La valeur retranchée

Toute notre économie semble fondée sur la valeur ajoutée des entreprises dont on appelle la somme, le Produit Intérieur Brut, et l’augmentation, la croissance. C’est de lui (le PIB) que toute notre élite attend le salut, c’est sur elle (la croissance) que nous comptons pour rembourser  nos emprunts et sauver les banques de leur inéluctable destin.

Faut-il rappeler que la valeur ajoutée est la différence entre l’argent qui rentre dans l’entreprise par son chiffre d’affaire et l’argent qui en sort pour payer à l’extérieur les biens et les services dont elle a besoin pour son activité ? Cette trésorerie sert à payer les salaires des salariés, les dividendes des actionnaires et les impôts, charges sociales et taxes de la collectivité.

Mais ce qui est complètement délaissé par toute la « science économique « , qu’elle soit keynésienne, néo-classique ou autrichienne, c’est que cette valeur ajoutée n’existe que si les biens ou les services trouvent acheteurs.

C’est-à-dire si des clients acceptent de retrancher de leur portefeuille une valeur supérieure à la valeur ajoutée de l’entreprise puisque c’est de la totalité du chiffre d’affaires de l’entreprise que ses clients doivent s’appauvrir.

Chacun comprend bien que  le client qui vient acheter son pain, paie plus que la valeur ajoutée par le boulanger. Il paie en plus la farine, la levure, l’eau et le comptable  qui ne sont pas compris dans la valeur ajoutée puisqu’ils ne sont pas l’œuvre du boulanger mais achetés à l’extérieur. Le vrai problème n’est pas la valeur ajoutée par le boulanger mais la reconstitution du portefeuille de l’acheteur autrement que par un prêt à rembourser ou par un don dont on n’étudierait pas quelle source il appauvrirait.

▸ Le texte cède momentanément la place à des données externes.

#[cfg(test)]
mod tests {
    use super::*;

    fn paths(names: &[&str]) -> Vec<PathBuf> {
        names.iter().map(PathBuf::from).collect()
    }

    fn pair_names(plan: &MatchPlan) -> Vec<(String, String)> {
        plan.pairs
            .iter()
            .map(|p| (p.reference.stem.clone(), p.test.stem.clone()))
            .collect()
    }

    #[test]
    fn test_contains_strategy() {
        let matcher = PairMatcher::default();
        let plan = matcher.plan(
            &paths(&["ref/A_ref.png", "ref/B_ref.png"]),
            &paths(&["test/B_test.png", "test/A_test.png"]),
        );
        assert_eq!(
            pair_names(&plan),
            vec![
                ("B_ref".to_string(), "B_test".to_string()),
                ("A_ref".to_string(), "A_test".to_string()),
            ]
        );
        assert!(plan.skipped.is_empty());
    }

    #[test]
    fn test_skips_unlabelled_and_unmatched() {
        let matcher = PairMatcher::default();
        let plan = matcher.plan(
            &paths(&["ref/A_ref.png"]),
            &paths(&["test/test.png", "test/Z_test.png"]),
        );
        assert!(plan.pairs.is_empty());
        assert_eq!(plan.skipped.len(), 2);
        assert_eq!(plan.skipped[0].reason, SkipReason::NoLabel);
        assert_eq!(plan.skipped[1].reason, SkipReason::NoReference);
        assert_eq!(plan.skipped[1].label.as_ref().unwrap().as_str(), "Z");
    }

    #[test]
    fn test_scene_name_containing_marker_word() {
        let matcher = PairMatcher::default();
        let plan = matcher.plan(
            &paths(&["ref/LavaRoom_Reference.png", "ref/Latest_Kitchen_Reference.png"]),
            &paths(&["test/Latest_Kitchen_GI-1.1.1_1684_0.016680Reflection.png"]),
        );
        assert_eq!(
            pair_names(&plan),
            vec![(
                "Latest_Kitchen_Reference".to_string(),
                "Latest_Kitchen_GI-1.1.1_1684_0.016680Reflection".to_string()
            )]
        );
        assert!(plan.ambiguous.is_empty());
    }

    #[test]
    fn test_exact_and_prefix() {
        let rule = LabelRule::default().with_end_markers(["_ref", "_test"]);
        let refs = paths(&["Kitchen_ref.png", "BigKitchen_ref.png"]);
        let tests = paths(&["Kitchen_test.png"]);

        let exact = PairMatcher::new(rule.clone(), MatchStrategy::Exact, AmbiguityPolicy::CompareAll);
        assert_eq!(exact.plan(&refs, &tests).pairs.len(), 1);

        let prefix = PairMatcher::new(rule.clone(), MatchStrategy::Prefix, AmbiguityPolicy::CompareAll);
        let plan = prefix.plan(&refs, &tests);
        assert_eq!(plan.pairs.len(), 1);
        assert_eq!(plan.pairs[0].reference.stem, "Kitchen_ref");

        let contains = PairMatcher::new(rule, MatchStrategy::Contains, AmbiguityPolicy::CompareAll);
        assert_eq!(contains.plan(&refs, &tests).pairs.len(), 2);
    }

    #[test]
    fn test_custom_strategy() {
        let strategy = MatchStrategy::custom(|r, t| r.stem.len() == t.stem.len());
        let matcher = PairMatcher::new(LabelRule::default(), strategy, AmbiguityPolicy::CompareAll);
        let plan = matcher.plan(&paths(&["abcdef.png", "xy.png"]), &paths(&["Q_test.png"]));
        assert_eq!(pair_names(&plan), vec![("abcdef".to_string(), "Q_test".to_string())]);
    }

    #[test]
    fn test_policies_on_shared_reference() {
        let refs = paths(&["ref/Scene_ref.png"]);
        let tests = paths(&["test/Scene_test_1.png", "test/Scene_test_2.png"]);

        let all = PairMatcher::new(LabelRule::default(), MatchStrategy::Contains, AmbiguityPolicy::CompareAll);
        assert_eq!(all.plan(&refs, &tests).pairs.len(), 2);

        let first = PairMatcher::new(LabelRule::default(), MatchStrategy::Contains, AmbiguityPolicy::FirstMatch);
        assert_eq!(first.plan(&refs, &tests).pairs.len(), 2);

        let reject = PairMatcher::new(LabelRule::default(), MatchStrategy::Contains, AmbiguityPolicy::Reject);
        let plan = reject.plan(&refs, &tests);
        assert!(plan.pairs.is_empty());
        assert_eq!(plan.ambiguous.len(), 2);
        assert_eq!(plan.ambiguous[0].candidates, 2);
    }

    #[test]
    fn test_policies_on_multiple_references() {
        let refs = paths(&["A_ref_1.png", "A_ref_2.png", "B_ref.png"]);
        let tests = paths(&["A_test.png", "B_test.png"]);

        let first = PairMatcher::new(LabelRule::default(), MatchStrategy::Contains, AmbiguityPolicy::FirstMatch);
        assert_eq!(
            pair_names(&first.plan(&refs, &tests)),
            vec![
                ("A_ref_1".to_string(), "A_test".to_string()),
                ("B_ref".to_string(), "B_test".to_string()),
            ]
        );

        let reject = PairMatcher::new(LabelRule::default(), MatchStrategy::Contains, AmbiguityPolicy::Reject);
        let plan = reject.plan(&refs, &tests);
        assert_eq!(pair_names(&plan), vec![("B_ref".to_string(), "B_test".to_string())]);
        assert_eq!(plan.ambiguous.len(), 1);
        assert_eq!(plan.ambiguous[0].references.len(), 2);
    }

    #[test]
    fn test_plan_is_deterministic() {
        let matcher = PairMatcher::default();
        let refs = paths(&["X_a.png", "X_b.png", "Y.png"]);
        let tests = paths(&["X_test.png", "Y_test.png"]);
        assert_eq!(matcher.plan(&refs, &tests), matcher.plan(&refs, &tests));
    }

    #[test]
    fn test_parse_strategy_and_policy() {
        assert!(matches!("Exact".parse::<MatchStrategy>(), Ok(MatchStrategy::Exact)));
        assert!("fuzzy".parse::<MatchStrategy>().is_err());
        assert_eq!("reject".parse::<AmbiguityPolicy>(), Ok(AmbiguityPolicy::Reject));
        assert_eq!("first".parse::<AmbiguityPolicy>(), Ok(AmbiguityPolicy::FirstMatch));
        assert_eq!(AmbiguityPolicy::CompareAll.to_string(), "all");
    }
}
//! Filename label extraction.
//!
//! A label identifies which configuration a render belongs to, e.g.
//! `BreakfastRoom_KiaraDawn_User_SingleBounce` for
//! `BreakfastRoom_KiaraDawn_User_SingleBounce_GI-1.1.1_1684_0.016680Reflection.png`.
//! Test images are matched to references by their label.

use std::path::Path;

use serde::{Deserialize, Serialize};

/// A non-empty label extracted from a filename.
#[derive(Debug, Clone, PartialEq, Eq, Hash, PartialOrd, Ord, Serialize, Deserialize)]
#[serde(transparent)]
pub struct Label(String);

impl Label {
    /// Wrap a caller-chosen label (used for single-pair runs).
    ///
    /// Returns `None` for empty or whitespace-only strings.
    #[must_use]
    pub fn new(label: impl Into<String>) -> Option<Self> {
        let label = label.into();
        if label.trim().is_empty() { None } else { Some(Self(label)) }
    }

    /// The label text.
    #[must_use]
    pub fn as_str(&self) -> &str {
        &self.0
    }
}

impl std::fmt::Display for Label {
    fn fmt(&self, f: &mut std::fmt::Formatter<'_>) -> std::fmt::Result {
        f.pad(&self.0)
    }
}

/// Rules for cutting a label out of a file stem.
///
/// 1. If `start_delimiter` is set and present, keep the text after its last
///    occurrence.
/// 2. Cut at the earliest occurrence of any `end_markers` entry. A marker
///    only counts as a whole token: an alphanumeric end of the marker must
///    not touch another alphanumeric character, so `test` ends `A_test` but
///    not `Latest_Kitchen`.
/// 3. Trim `trim_chars` from both ends.
///
/// # Example
///
/// ```
/// use flip_batch::batch::label::LabelRule;
///
/// let rule = LabelRule::default();
/// let label = rule.extract("BreakfastRoom_User_SingleBounce_GI-1.1.1_1684").unwrap();
/// assert_eq!(label.as_str(), "BreakfastRoom_User_SingleBounce");
/// assert_eq!(rule.extract("A_test").unwrap().as_str(), "A");
/// ```
#[derive(Debug, Clone, PartialEq, Eq, Serialize, Deserialize)]
#[serde(default)]
pub struct LabelRule {
    /// Text preceding the label.
    pub start_delimiter: Option<String>,
    /// Markers that end the label (e.g. a version token).
    pub end_markers: Vec<String>,
    /// Separator characters stripped from both ends.
    pub trim_chars: Vec<char>,
}

impl Default for LabelRule {
    fn default() -> Self {
        Self {
            start_delimiter: None,
            end_markers: vec!["GI-1.1".to_string(), "test".to_string()],
            trim_chars: vec!['_', '-', '.', ' '],
        }
    }
}

impl LabelRule {
    /// Set the start delimiter.
    #[must_use]
    pub fn with_start_delimiter(mut self, delimiter: impl Into<String>) -> Self {
        self.start_delimiter = Some(delimiter.into());
        self
    }

    /// Replace the end markers.
    #[must_use]
    pub fn with_end_markers<I, S>(mut self, markers: I) -> Self
    where
        I: IntoIterator<Item = S>,
        S: Into<String>,
    {
        self.end_markers = markers.into_iter().map(Into::into).collect();
        self
    }

    /// Extract a label from a file stem (no directory, no extension).
    ///
    /// Returns `None` when nothing is left after cutting and trimming.
    #[must_use]
    pub fn extract(&self, stem: &str) -> Option<Label> {
        let mut text = stem;

        if let Some(delim) = self.start_delimiter.as_deref().filter(|d| !d.is_empty()) {
            if let Some(pos) = text.rfind(delim) {
                text = &text[pos + delim.len()..];
            }
        }

        let cut = self
            .end_markers
            .iter()
            .filter(|m| !m.is_empty())
            .filter_map(|m| find_token(text, m))
            .min();
        if let Some(cut) = cut {
            text = &text[..cut];
        }

        let text = text.trim_matches(|c| self.trim_chars.contains(&c));
        Label::new(text)
    }

    /// Extract a label from a path's file stem.
    #[must_use]
    pub fn extract_from_path(&self, path: &Path) -> Option<Label> {
        path.file_stem()
            .and_then(|s| s.to_str())
            .and_then(|s| self.extract(s))
    }
}

/// First occurrence of `marker` in `text` not glued to surrounding
/// alphanumerics.
fn find_token(text: &str, marker: &str) -> Option<usize> {
    let glued = |a: Option<char>, b: Option<char>| {
        matches!((a, b), (Some(a), Some(b)) if a.is_alphanumeric() && b.is_alphanumeric())
    };
    text.match_indices(marker).map(|(pos, _)| pos).find(|&pos| {
        let before = text[..pos].chars().next_back();
        let after = text[pos + marker.len()..].chars().next();
        !glued(before, marker.chars().next()) && !glued(marker.chars().next_back(), after)
    })
}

Si personne n’achète il n’y a pas de valeur ajoutée car il n’y a pas de chiffre d’affaires. Il n’y a alors que production d’invendus ou de rebuts. Ce sont les valeurs retranchées aux portefeuilles des clients qui génèrent une valeur ajoutée inférieure aux valeurs retranchées puisqu’elle ne tient pas compte de ce que l’entreprise a acheté à l’extérieur alors que la valeur retranchée aux clients l’inclut.

Il est urgent de parler économie pour comprendre le crépuscule du capitalisme et envisager calmement son remplacement mais il est impossible d’en parler sans avoir préalablement compris l’origine de l’argent dont il faut retrancher la valeur pour que les entreprises en récupèrent une partie sous forme de valeur ajoutée.

La réalité actuelle d’un système bancaire qui, pour survivre, prête à tout va sur création de richesses futures, cache mal la réalité d’un système où l’on détruit deux fois ce que nous ne créons qu’une fois, ce qui fait monter la haine et le mépris entre les Etats, les entreprises et les peuples car le système n’a qu’un but : rembourser les prêteurs en appauvrissant n’importe qui. La pantalonnade des politiques européens avec la Grèce en est l’exemple actuel le plus ridicule. Plus sérieusement la ruse des particuliers pour tout payer moins cher et surtout pas d’impôts, l’inventivité des entreprises pour atteindre demain sans espoir d’après-demain, la créativité des politiques pour faire payer le peuple en faisant croire que la croissance va payer, toutes ces intelligences dévoyées ne font que refuser d’affronter un problème qu’elles ne comprennent pas.

La France, lieu d’invasions permanentes depuis des siècles, a créé une culture unique au monde, creuset de beaucoup d’autres. Elle est sans doute le lieu où il sera le moins difficile d’affronter le problème et de lui trouver une solution. Ce qui est sûr, c’est que ce n’est pas la culture anglo-saxonne qui nous apportera des solutions puisqu’elle se contente de se replier sur elle-même et de voir partout des camaïeux de cultures. La fuite de nos cerveaux vers Londres, les USA et le capitalisme allemand montre simplement la dégradation de notre éducation.

Nous sommes en attente d’un personnel politique qui comprenne ce qui se passe sans s’appuyer sur des « experts » qui ne comprennent plus rien depuis longtemps. Ce personnel n’éclora que chez un peuple capable de comprendre qu’on ne peut dépenser deux fois ce qu’on ne gagne qu’une fois. Les Français peuvent être ce peuple s’ils acceptent d’ouvrir les yeux.